> _Requirement_
For the data below, the lines that hold "without" should be counted; only the resulting number is expected.

> _Source data_

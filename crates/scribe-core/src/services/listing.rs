//! Filtering, pagination and sorting inputs shared by list operations.

use crate::query::{FindOptions, SortOrder};

/// Offset pagination. Absent fields mean "no constraint".
#[derive(Debug, Clone, Copy, Default, PartialEq, Eq)]
pub struct Pagination {
    pub offset: Option<u64>,
    pub limit: Option<u64>,
}

/// Single-field sorting.
#[derive(Debug, Clone, Copy, PartialEq, Eq)]
pub struct Sorting<F> {
    pub field: Option<F>,
    pub order: Option<SortOrder>,
}

impl<F> Default for Sorting<F> {
    fn default() -> Self {
        Self {
            field: None,
            order: None,
        }
    }
}

/// Filter, pagination and sorting for a list query. Every part is optional.
#[derive(Debug, Clone, PartialEq)]
pub struct FilteringPaginationSorting<Filter, F> {
    pub filter: Option<Filter>,
    pub pagination: Option<Pagination>,
    pub sorting: Option<Sorting<F>>,
}

impl<Filter, F> Default for FilteringPaginationSorting<Filter, F> {
    fn default() -> Self {
        Self {
            filter: None,
            pagination: None,
            sorting: None,
        }
    }
}

impl<Filter, F: Copy> FilteringPaginationSorting<Filter, F> {
    /// Layer pagination and sorting onto filter options.
    ///
    /// A sorting without a field leaves the repository's default order; a
    /// field without an order sorts ascending.
    pub fn paged(&self, options: FindOptions<F>) -> FindOptions<F> {
        let pagination = self.pagination.unwrap_or_default();
        let options = options.skip(pagination.offset).take(pagination.limit);

        match self.sorting.and_then(|s| s.field.map(|f| (f, s.order.unwrap_or_default()))) {
            Some((field, order)) => options.order_by(field, order),
            None => options,
        }
    }
}

/// One page of results, the total ignoring pagination, and an echo of the
/// options that produced it.
#[derive(Debug, Clone, PartialEq)]
pub struct ListResponse<T, Filter, F> {
    pub results: Vec<T>,
    pub total: u64,
    pub options: FilteringPaginationSorting<Filter, F>,
}

/// Treat empty strings as an absent filter value.
pub(crate) fn non_empty(value: &Option<String>) -> Option<String> {
    value.as_deref().filter(|v| !v.is_empty()).map(str::to_string)
}
use async_graphql::{Context, Object, Result};
use chrono::{DateTime, Utc};
use uuid::Uuid;

use scribe_core::domain::User;
use scribe_core::services::UserService;

use super::gate::Gate;
use super::types::RoleType;
use crate::middleware::error::GraphqlResultExt;

pub struct UserObject(pub User);

#[Object(name = "User")]
impl UserObject {
    async fn id(&self) -> Uuid {
        self.0.id
    }

    async fn email(&self) -> &str {
        &self.0.email
    }

    async fn name(&self) -> &str {
        &self.0.name
    }

    async fn role(&self) -> RoleType {
        self.0.role.into()
    }

    async fn created_at(&self) -> DateTime<Utc> {
        self.0.created_at
    }

    async fn updated_at(&self) -> DateTime<Utc> {
        self.0.updated_at
    }
}

#[derive(Default)]
pub struct UserQueries;

#[Object]
impl UserQueries {
    /// The user named by the bearer token.
    async fn me(&self, ctx: &Context<'_>) -> Result<UserObject> {
        Gate::user(ctx, "me").await.map(UserObject).gql()
    }
}

#[derive(Default)]
pub struct UserMutations;

#[Object]
impl UserMutations {
    async fn update_user_role(
        &self,
        ctx: &Context<'_>,
        id: Uuid,
        role: RoleType,
    ) -> Result<UserObject> {
        Gate::admit(ctx, "updateUserRole").await.gql()?;
        let users = ctx.data_unchecked::<UserService>();

        users.update_role(id, role.into()).await.map(UserObject).gql()
    }
}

> _Response to the task_
2